While UK political life will be dominated for the foreseeable future by Brexit, not far behind in terms of attention will be industrial strategy. Theresa May set the wheels in motion with the announcement that the UK is to have a “proper industrial strategy to get the whole economy firing”.
Civil servants in the newly created Department for Business, Energy and Industrial Strategy are expected to spend the next six months adding detail to the prime minister’s vision.
The new policy thrust could set the stage for a fresh effort to stimulate manufacturing, which even though it accounts for only about 10 per cent of total UK output plays a disproportionate role in spreading wealth, skills and technological ideas throughout the economy. Accordingly the strategy is expected to include a package of measures to boost manufacturing covering areas such as skills, finance, general manufacturing awareness and import substitution.
The government’s new strategy
Mrs May’s push for an industrial strategy is likely to take the government further than the moves in this direction during 2010-15. The then-business secretary, Vince (now Sir Vince) Cable, was responsible for several key initiatives, but with muted support from the rest of the government.
In 2013 he set out his thinking on why stronger connections between government and industry were important. “A stronger economy won’t be built overnight. It won’t simply emerge of its own volition. It will come from long-term thinking and the government working in partnership with business,” he said. “Our industrial strategy is… strengthening manufacturing supply chains, supporting new designs and developing skills.”
Assuming Brexit happens, the UK will have more freedom to aid companies as the government will no longer have to comply with European Union rules limiting state aid
But the Liberal Democrat’s efforts failed to win support throughout the Conservative-led coalition. Following the Liberal Democrats’ removal from government after the 2015 general election, the idea of an industrial strategy faded away, only to return unexpectedly following Mrs May’s elevation.

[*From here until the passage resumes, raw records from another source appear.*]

//! Property-based tests for frame extraction and command round trips.
//!
//! These tests use proptest to generate random commands, chunk sizes and
//! line noise and verify that the wire representation survives arbitrary
//! delivery patterns.

use hasp_core::{Action, LockerAddress, WireTimestamp};
use hasp_protocol::{Command, Frame, StreamParser};
use proptest::prelude::*;

/// Strategy for valid locker addresses.
fn valid_address() -> impl Strategy<Value = String> {
    prop::string::string_regex("[A-Za-z0-9_-]{1,32}")
        .expect("Failed to create address regex strategy")
}

/// Strategy for actor names without JSON-hostile characters.
fn valid_actor() -> impl Strategy<Value = String> {
    prop::string::string_regex("[A-Za-z0-9 ._@-]{0,64}")
        .expect("Failed to create actor regex strategy")
}

/// Strategy for the three recognized actions.
fn valid_action() -> impl Strategy<Value = Action> {
    prop_oneof![
        Just(Action::Unlock),
        Just(Action::Lock),
        Just(Action::Ack),
    ]
}

/// Strategy for whole-second timestamps between 2020 and 2030.
fn valid_timestamp() -> impl Strategy<Value = WireTimestamp> {
    (1_577_836_800i64..1_893_456_000i64).prop_map(|secs| {
        let dt = chrono::DateTime::from_timestamp(secs, 0).expect("in range");
        WireTimestamp::from_datetime(dt)
    })
}

/// Strategy for a complete command.
fn valid_command() -> impl Strategy<Value = Command> {
    (
        valid_address(),
        valid_action(),
        valid_actor(),
        valid_timestamp(),
    )
        .prop_map(|(address, action, actor, timestamp)| {
            let address = LockerAddress::new(&address).expect("strategy produces valid addresses");
            Command::new(address, action, actor).with_timestamp(timestamp)
        })
}

/// Strategy for line noise free of delimiter bytes.
///
/// Noise containing the delimiter sequence legitimately forms (garbage)
/// frames, so this strategy models electrical noise rather than
/// adversarial framing.
fn delimiter_free_noise() -> impl Strategy<Value = Vec<u8>> {
    prop::collection::vec(
        (0u8..=255).prop_filter("no delimiter bytes", |b| *b != b';'),
        0..64,
    )
}

fn wire_bytes(cmd: &Command) -> Vec<u8> {
    Frame::from(cmd).with_delimiters().as_bytes().to_vec()
}

proptest! {
    /// Property: A command survives the full wire round trip whatever its
    /// contents.
    #[test]
    fn prop_command_wire_round_trip(cmd in valid_command()) {
        let mut parser = StreamParser::new();
        parser.feed(&wire_bytes(&cmd));

        prop_assert_eq!(parser.frames_available(), 1);
        let frame = parser.next_frame().expect("frame available");
        let recovered = Command::try_from(frame).expect("round trip parses");
        prop_assert_eq!(recovered, cmd);
    }

    /// Property: Splitting the wire bytes at any point, including inside
    /// a delimiter, never changes the extracted command.
    #[test]
    fn prop_any_split_point_reassembles(cmd in valid_command(), split in any::<prop::sample::Index>()) {
        let bytes = wire_bytes(&cmd);
        let at = split.index(bytes.len());

        let mut parser = StreamParser::new();
        parser.feed(&bytes[..at]);
        parser.feed(&bytes[at..]);

        prop_assert_eq!(parser.frames_available(), 1);
        let recovered = Command::try_from(parser.next_frame().expect("frame available"))
            .expect("reassembled frame parses");
        prop_assert_eq!(recovered, cmd);
    }

    /// Property: Feeding byte by byte is equivalent to feeding at once.
    #[test]
    fn prop_byte_by_byte_equivalent(cmds in prop::collection::vec(valid_command(), 1..4)) {
        let mut all_bytes = Vec::new();
        for cmd in &cmds {
            all_bytes.extend_from_slice(&wire_bytes(cmd));
        }

        let mut parser = StreamParser::new();
        for &byte in &all_bytes {
            parser.feed(&[byte]);
        }

        prop_assert_eq!(parser.frames_available(), cmds.len());
        for cmd in &cmds {
            let recovered = Command::try_from(parser.next_frame().expect("frame available"))
                .expect("frame parses");
            prop_assert_eq!(&recovered, cmd);
        }
    }

    /// Property: Delimiter-free noise before, between and after frames is
    /// discarded without corrupting any frame.
    #[test]
    fn prop_noise_does_not_corrupt_frames(
        cmds in prop::collection::vec(valid_command(), 1..4),
        noise in prop::collection::vec(delimiter_free_noise(), 4),
    ) {
        let mut bytes = Vec::new();
        bytes.extend_from_slice(&noise[0]);
        for (i, cmd) in cmds.iter().enumerate() {
            bytes.extend_from_slice(&wire_bytes(cmd));
            bytes.extend_from_slice(&noise[(i + 1).min(3)]);
        }

        let mut parser = StreamParser::new();
        parser.feed(&bytes);

        prop_assert_eq!(parser.frames_available(), cmds.len());
        for cmd in &cmds {
            let recovered = Command::try_from(parser.next_frame().expect("frame available"))
                .expect("frame parses");
            prop_assert_eq!(&recovered, cmd);
        }
    }

    /// Property: Whatever bytes arrive, the parser never panics and never
    /// buffers past its cap.
    #[test]
    fn prop_arbitrary_bytes_never_panic(chunks in prop::collection::vec(prop::collection::vec(any::<u8>(), 0..512), 0..16)) {
        let mut parser = StreamParser::new();
        for chunk in &chunks {
            parser.feed(chunk);
        }
        // Drain whatever the noise happened to form
        for frame in parser.drain_frames() {
            let _ = Command::try_from(frame);
        }
    }
}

Part of the new policy discussions is likely to concern import substitution. Manufactured goods are the biggest component of world trade. The production sector therefore has a big impact on the UK’s position in world trade. If the UK is to narrow its enormous trade deficit, which in 2015 stood at £38.6 billion or 2.1 per cent of gross domestic product, it will almost certainly need to increase its manufacturing exports.
The new strategy could include measures to trigger a large increase in “reshoring” of production facilities, in part capitalising on the lower value of sterling and the potential for new technology to make UK-based manufacturing internationally competitive. This would involve selective assistance to businesses that had a strong competitive position in certain areas of manufacturing, for instance in car components or specialised electronics, and where a boost to UK production would lead to lower imports.
Assuming Brexit happens, the UK will have more freedom to aid companies following such a course of action as the government will no longer have to comply with European Union rules limiting state aid.
Other measures that the new strategy could set in train are policies to boost skills useful to manufacturing, including engineering and design, and fiscal initiatives to increase the incentives for investors supporting new ventures.
Also important could be promotional efforts to raise awareness about new forms of manufacturing, some way from the traditional forms factories of the sort that most people in the UK know about, that Britain could benefit from.
One example could be production of new sorts of medicines and diagnostic kits created from a combination of genetic engineering, automated machinery and the engineering of specialised reactor vessels.
A key part of the new strategy would be an assessment of where the UK excels in manufacturing and where it lags behind. The former are the areas where government action could have the biggest impact. There would be no need to spend large sums on government handouts. A lot could be achieved through general promotion, a modest tweaking of policies in fields such as training and research and development support, and targeted tax incentives.
Areas in which the UK already has a competitive advantage include industrial biotechnology, low-carbon car engines, high-value food processing, niche areas of clothing, scientific instruments, specialised medical devices and customised electronics.
There is an obvious link between industrial growth sectors and innovation and technology. Support for innovation would be likely to be a solid part of the industrial strategy. Room could be found in the industrial strategy for at least one big technology demonstration project. It could be financed jointly by the government and private interests.
A good candidate could be based on the concept of “massively digitised manufacturing”. This is sometimes referred to as being part of Industry 4.0 or the industrial internet, the so-called internet of things.
In a town or city, engineers could create networks of thousands if not millions of sensors monitoring everything from air pollution to pedestrian accidents. Such machine-to-machine linkages could also supervise and control energy use. The sensors in these networks could be placed in public infrastructure – roadside lights or park benches – and also inside private buildings. Companies working on such a project would include businesses making a variety of connected pieces of hardware as well as those creating new sensors and software. It would be a convincing way of showing UK industrial strategy has practical purpose.